● **Exercise directions**: When you reach the line that contains "self.target, self.attempts, self.last_error" in the data below, start reproducing lines exactly, and stop after the line that contains "on a single attempt".

Dataset excerpts:
"""

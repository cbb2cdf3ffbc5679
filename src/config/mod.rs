//! Configuration module for Price-Sweep
//!
//! This module handles loading, parsing, and validating TOML configuration files.
//!
//! # Example
//!
//! ```no_run
//! use price_sweep::config::load_config;
//! use std::path::Path;
//!
//! let config = load_config(Path::new("sweep.toml")).unwrap();
//! for retailer in &config.retailers {
//!     println!("{} reads identifiers from {}", retailer.name, retailer.input);
//! }
//! ```

mod parser;
mod types;
mod validation;

// Re-export types
pub use types::{
    Config, MarkerConfig, OutputConfig, PriceSelector, RetailerConfig, RunnerConfig,
    SelectorConfig, StockConfig, UserAgentConfig,
};

// Re-export parser functions
pub use parser::{compute_config_hash, load_config, load_config_with_hash, parse_config};
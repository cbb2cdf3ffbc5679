//! HTTP fetcher with a bounded retry policy
//!
//! This module handles all HTTP requests for a run, including:
//! - Building the HTTP client with the tracker's user agent string
//! - Per-attempt timeouts
//! - A fixed-delay retry loop with no backoff growth
//! - Asking the site adapter whether a failure is worth retrying

use crate::adapter::SiteAdapter;
use crate::config::{RetailerConfig, RunnerConfig, UserAgentConfig};
use reqwest::Client;
use std::fmt;
use std::time::Duration;
use url::Url;

/// Why a single attempt failed
#[derive(Debug, Clone, PartialEq, Eq)]
pub enum FetchFailure {
    /// The server answered with a non-success status
    Status(u16),

    /// The attempt did not finish within the per-attempt timeout
    Timeout,

    /// Connection, TLS or protocol error
    Transport(String),

    /// The response body could not be read
    Body(String),
}

impl fmt::Display for FetchFailure {
    fn fmt(&self, f: &mut fmt::Formatter<'_>) -> fmt::Result {
        match self {
            Self::Status(code) => write!(f, "HTTP {}", code),
            Self::Timeout => write!(f, "request timed out"),
            Self::Transport(e) => write!(f, "transport error: {}", e),
            Self::Body(e) => write!(f, "failed to read body: {}", e),
        }
    }
}

impl From<reqwest::Error> for FetchFailure {
    fn from(e: reqwest::Error) -> Self {
        if e.is_timeout() {
            Self::Timeout
        } else if let Some(status) = e.status() {
            Self::Status(status.as_u16())
        } else {
            Self::Transport(e.to_string())
        }
    }
}

/// A fetch that gave up
#[derive(Debug, Clone, PartialEq, Eq)]
pub struct FetchError {
    pub target: String,

    /// Attempts made before giving up
    pub attempts: u32,

    pub last_error: FetchFailure,

    /// True if the adapter declared the failure terminal before the budget ran out
    pub terminal: bool,
}

impl fmt::Display for FetchError {
    fn fmt(&self, f: &mut fmt::Formatter<'_>) -> fmt::Result {
        write!(
            f,
            "{} failed after {} attempt(s): {}",
            self.target, self.attempts, self.last_error
        )
    }
}

impl std::error::Error for FetchError {}

/// A successfully fetched page
#[derive(Debug, Clone)]
pub struct Fetched {
    pub body: String,

    /// URL after redirects
    pub final_url: String,

    pub status: u16,

    /// Attempt on which the fetch succeeded, starting at 1
    pub attempts: u32,
}

/// Retry budget for one retailer
#[derive(Debug, Clone, Copy, PartialEq, Eq)]
pub struct RetryPolicy {
    /// Total attempts per identifier, including the first
    pub max_attempts: u32,

    /// Fixed delay between attempts
    pub delay: Duration,

    /// Upper bound on a single attempt
    pub attempt_timeout: Duration,
}

impl RetryPolicy {
    /// Builds the policy for a retailer, applying its overrides to the runner defaults
    pub fn for_retailer(runner: &RunnerConfig, retailer: &RetailerConfig) -> Self {
        Self {
            max_attempts: retailer.max_attempts.unwrap_or(runner.max_attempts).max(1),
            delay: Duration::from_millis(retailer.retry_delay_ms.unwrap_or(runner.retry_delay_ms)),
            attempt_timeout: Duration::from_millis(runner.request_timeout_ms),
        }
    }
}

impl Default for RetryPolicy {
    fn default() -> Self {
        let runner = RunnerConfig::default();
        Self {
            max_attempts: runner.max_attempts,
            delay: Duration::from_millis(runner.retry_delay_ms),
            attempt_timeout: Duration::from_millis(runner.request_timeout_ms),
        }
    }
}

/// Builds an HTTP client with proper configuration
///
/// The user agent is formatted as `Name/Version (+ContactURL)`.
///
/// # Example
///
/// ```no_run
/// use price_sweep::config::{RunnerConfig, UserAgentConfig};
/// use price_sweep::runner::build_http_client;
///
/// let user_agent = UserAgentConfig {
///     crawler_name: "PriceSweep".to_string(),
///     crawler_version: "1.0".to_string(),
///     contact_url: Some("https://example.com/about".to_string()),
/// };
///
/// let client = build_http_client(&user_agent, &RunnerConfig::default()).unwrap();
/// ```
pub fn build_http_client(
    user_agent: &UserAgentConfig,
    runner: &RunnerConfig,
) -> Result<Client, reqwest::Error> {
    Client::builder()
        .user_agent(user_agent.header_value())
        .timeout(Duration::from_millis(runner.request_timeout_ms))
        .connect_timeout(Duration::from_millis(runner.connect_timeout_ms))
        .gzip(true)
        .brotli(true)
        .build()
}

/// Fetches product pages with a fixed-delay retry loop
#[derive(Debug, Clone)]
pub struct Fetcher {
    client: Client,
    policy: RetryPolicy,
}

impl Fetcher {
    pub fn new(client: Client, policy: RetryPolicy) -> Self {
        Self { client, policy }
    }

    pub fn policy(&self) -> &RetryPolicy {
        &self.policy
    }

    /// Fetches a URL, retrying failures until the budget runs out
    ///
    /// # Retry Logic
    ///
    /// | Condition | Action |
    /// |-----------|--------|
    /// | 2xx with readable body | Return the page |
    /// | Adapter says "don't retry" | Give up immediately |
    /// | Any other status, timeout or transport error | Wait the fixed delay, retry |
    /// | `max_attempts` failures | Give up |
    ///
    /// Each attempt runs under its own timeout, so a hung connection can cost at most one
    /// attempt. Redirects are followed by the client.
    pub async fn fetch(&self, url: &Url, adapter: &dyn SiteAdapter) -> Result<Fetched, FetchError> {
        let max_attempts = self.policy.max_attempts.max(1);
        let mut attempt = 0;

        loop {
            attempt += 1;

            let result = match tokio::time::timeout(self.policy.attempt_timeout, self.attempt(url))
                .await
            {
                Ok(result) => result,
                Err(_) => Err(FetchFailure::Timeout),
            };

            let failure = match result {
                Ok((status, final_url, body)) => {
                    tracing::debug!(
                        "[{}] Fetched {} on attempt {}/{}",
                        adapter.name(),
                        url,
                        attempt,
                        max_attempts
                    );
                    return Ok(Fetched {
                        body,
                        final_url,
                        status,
                        attempts: attempt,
                    });
                }
                Err(failure) => failure,
            };

            tracing::warn!(
                "[{}] Attempt {}/{} for {} failed: {}",
                adapter.name(),
                attempt,
                max_attempts,
                url,
                failure
            );

            if !adapter.should_retry(&failure) {
                tracing::error!(
                    "[{}] Giving up on {} after {} attempt(s): {} is terminal",
                    adapter.name(),
                    url,
                    attempt,
                    failure
                );
                return Err(FetchError {
                    target: url.to_string(),
                    attempts: attempt,
                    last_error: failure,
                    terminal: true,
                });
            }

            if attempt >= max_attempts {
                tracing::error!(
                    "[{}] Retries exhausted for {} after {} attempts, last error: {}",
                    adapter.name(),
                    url,
                    attempt,
                    failure
                );
                return Err(FetchError {
                    target: url.to_string(),
                    attempts: attempt,
                    last_error: failure,
                    terminal: false,
                });
            }

            tokio::time::sleep(self.policy.delay).await;
        }
    }

    async fn attempt(&self, url: &Url) -> Result<(u16, String, String), FetchFailure> {
        let response = self.client.get(url.as_str()).send().await?;

        let status = response.status();
        if !status.is_success() {
            return Err(FetchFailure::Status(status.as_u16()));
        }

        let final_url = response.url().to_string();
        let body = response
            .text()
            .await
            .map_err(|e| FetchFailure::Body(e.to_string()))?;

        Ok((status.as_u16(), final_url, body))
    }
}

#[cfg(test)]
mod tests {
    use super::*;
    use crate::adapter::{Classification, SiteAdapter};
    use crate::source::ItemRecord;
    use scraper::Html;
    use wiremock::matchers::{method, path};
    use wiremock::{Mock, MockServer, ResponseTemplate};

    struct TestAdapter {
        terminal: Vec<u16>,
    }

    impl SiteAdapter for TestAdapter {
        fn name(&self) -> &str {
            "test"
        }

        fn build_target(&self, _item: &ItemRecord) -> Option<Url> {
            None
        }

        fn classify(&self, _document: &Html) -> Classification {
            Classification::NotFound
        }

        fn should_retry(&self, failure: &FetchFailure) -> bool {
            !matches!(failure, FetchFailure::Status(code) if self.terminal.contains(code))
        }
    }

    fn create_test_user_agent() -> UserAgentConfig {
        UserAgentConfig {
            crawler_name: "TestSweep".to_string(),
            crawler_version: "1.0".to_string(),
            contact_url: Some("https://example.com/about".to_string()),
        }
    }

    fn fetcher(max_attempts: u32) -> Fetcher {
        let client = build_http_client(&create_test_user_agent(), &RunnerConfig::default()).unwrap();
        Fetcher::new(
            client,
            RetryPolicy {
                max_attempts,
                delay: Duration::from_millis(5),
                attempt_timeout: Duration::from_millis(500),
            },
        )
    }

    fn adapter() -> TestAdapter {
        TestAdapter { terminal: vec![] }
    }

    #[test]
    fn test_build_http_client() {
        assert!(build_http_client(&create_test_user_agent(), &RunnerConfig::default()).is_ok());
    }

    #[test]
    fn test_policy_overrides() {
        let runner = RunnerConfig::default();
        let mut retailer: RetailerConfig = toml::from_str(
            r#"
            name = "acme"
            profile = "home-depot"
            input = "skus.csv"
            id-column = "SKU"
            "#,
        )
        .unwrap();

        let policy = RetryPolicy::for_retailer(&runner, &retailer);
        assert_eq!(policy.max_attempts, runner.max_attempts);

        retailer.max_attempts = Some(3);
        retailer.retry_delay_ms = Some(5000);
        let policy = RetryPolicy::for_retailer(&runner, &retailer);
        assert_eq!(policy.max_attempts, 3);
        assert_eq!(policy.delay, Duration::from_secs(5));
    }

    #[tokio::test]
    async fn test_success_on_first_attempt() {
        let server = MockServer::start().await;
        Mock::given(method("GET"))
            .and(path("/p/A"))
            .respond_with(ResponseTemplate::new(200).set_body_string("<h1>A</h1>"))
            .expect(1)
            .mount(&server)
            .await;

        let url = Url::parse(&format!("{}/p/A", server.uri())).unwrap();
        let fetched = fetcher(10).fetch(&url, &adapter()).await.unwrap();

        assert_eq!(fetched.attempts, 1);
        assert_eq!(fetched.status, 200);
        assert_eq!(fetched.body, "<h1>A</h1>");
    }

    #[tokio::test]
    async fn test_succeeds_on_fourth_attempt() {
        let server = MockServer::start().await;
        Mock::given(method("GET"))
            .and(path("/p/C"))
            .respond_with(ResponseTemplate::new(503))
            .up_to_n_times(3)
            .mount(&server)
            .await;
        Mock::given(method("GET"))
            .and(path("/p/C"))
            .respond_with(ResponseTemplate::new(200).set_body_string("ok"))
            .mount(&server)
            .await;

        let url = Url::parse(&format!("{}/p/C", server.uri())).unwrap();
        let fetched = fetcher(10).fetch(&url, &adapter()).await.unwrap();

        assert_eq!(fetched.attempts, 4);
        assert_eq!(server.received_requests().await.unwrap().len(), 4);
    }

    #[tokio::test]
    async fn test_exhausts_budget_with_exact_attempts() {
        let server = MockServer::start().await;
        Mock::given(method("GET"))
            .and(path("/p/D"))
            .respond_with(ResponseTemplate::new(502))
            .expect(10)
            .mount(&server)
            .await;

        let url = Url::parse(&format!("{}/p/D", server.uri())).unwrap();
        let error = fetcher(10).fetch(&url, &adapter()).await.unwrap_err();

        assert_eq!(error.attempts, 10);
        assert_eq!(error.last_error, FetchFailure::Status(502));
        assert!(!error.terminal);
    }

    #[tokio::test]
    async fn test_terminal_status_stops_immediately() {
        let server = MockServer::start().await;
        Mock::given(method("GET"))
            .and(path("/p/E"))
            .respond_with(ResponseTemplate::new(500))
            .expect(1)
            .mount(&server)
            .await;

        let url = Url::parse(&format!("{}/p/E", server.uri())).unwrap();
        let adapter = TestAdapter { terminal: vec![500] };
        let error = fetcher(10).fetch(&url, &adapter).await.unwrap_err();

        assert_eq!(error.attempts, 1);
        assert!(error.terminal);
    }

    #[tokio::test]
    async fn test_slow_attempt_times_out() {
        let server = MockServer::start().await;
        Mock::given(method("GET"))
            .and(path("/p/slow"))
            .respond_with(ResponseTemplate::new(200).set_delay(Duration::from_secs(5)))
            .mount(&server)
            .await;

        let url = Url::parse(&format!("{}/p/slow", server.uri())).unwrap();
        let error = fetcher(2).fetch(&url, &adapter()).await.unwrap_err();

        assert_eq!(error.attempts, 2);
        assert_eq!(error.last_error, FetchFailure::Timeout);
    }
}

"""

● **Your solution**:
            self.target, self.attempts, self.last_error
        )
    }
}

impl std::error::Error for FetchError {}

/// A successfully fetched page
#[derive(Debug, Clone)]
pub struct Fetched {
    pub body: String,

    /// URL after redirects
    pub final_url: String,

    pub status: u16,

    /// Attempt on which the fetch succeeded, starting at 1
    pub attempts: u32,
}

/// Retry budget for one retailer
#[derive(Debug, Clone, Copy, PartialEq, Eq)]
pub struct RetryPolicy {
    /// Total attempts per identifier, including the first
    pub max_attempts: u32,

    /// Fixed delay between attempts
    pub delay: Duration,

    /// Upper bound on a single attempt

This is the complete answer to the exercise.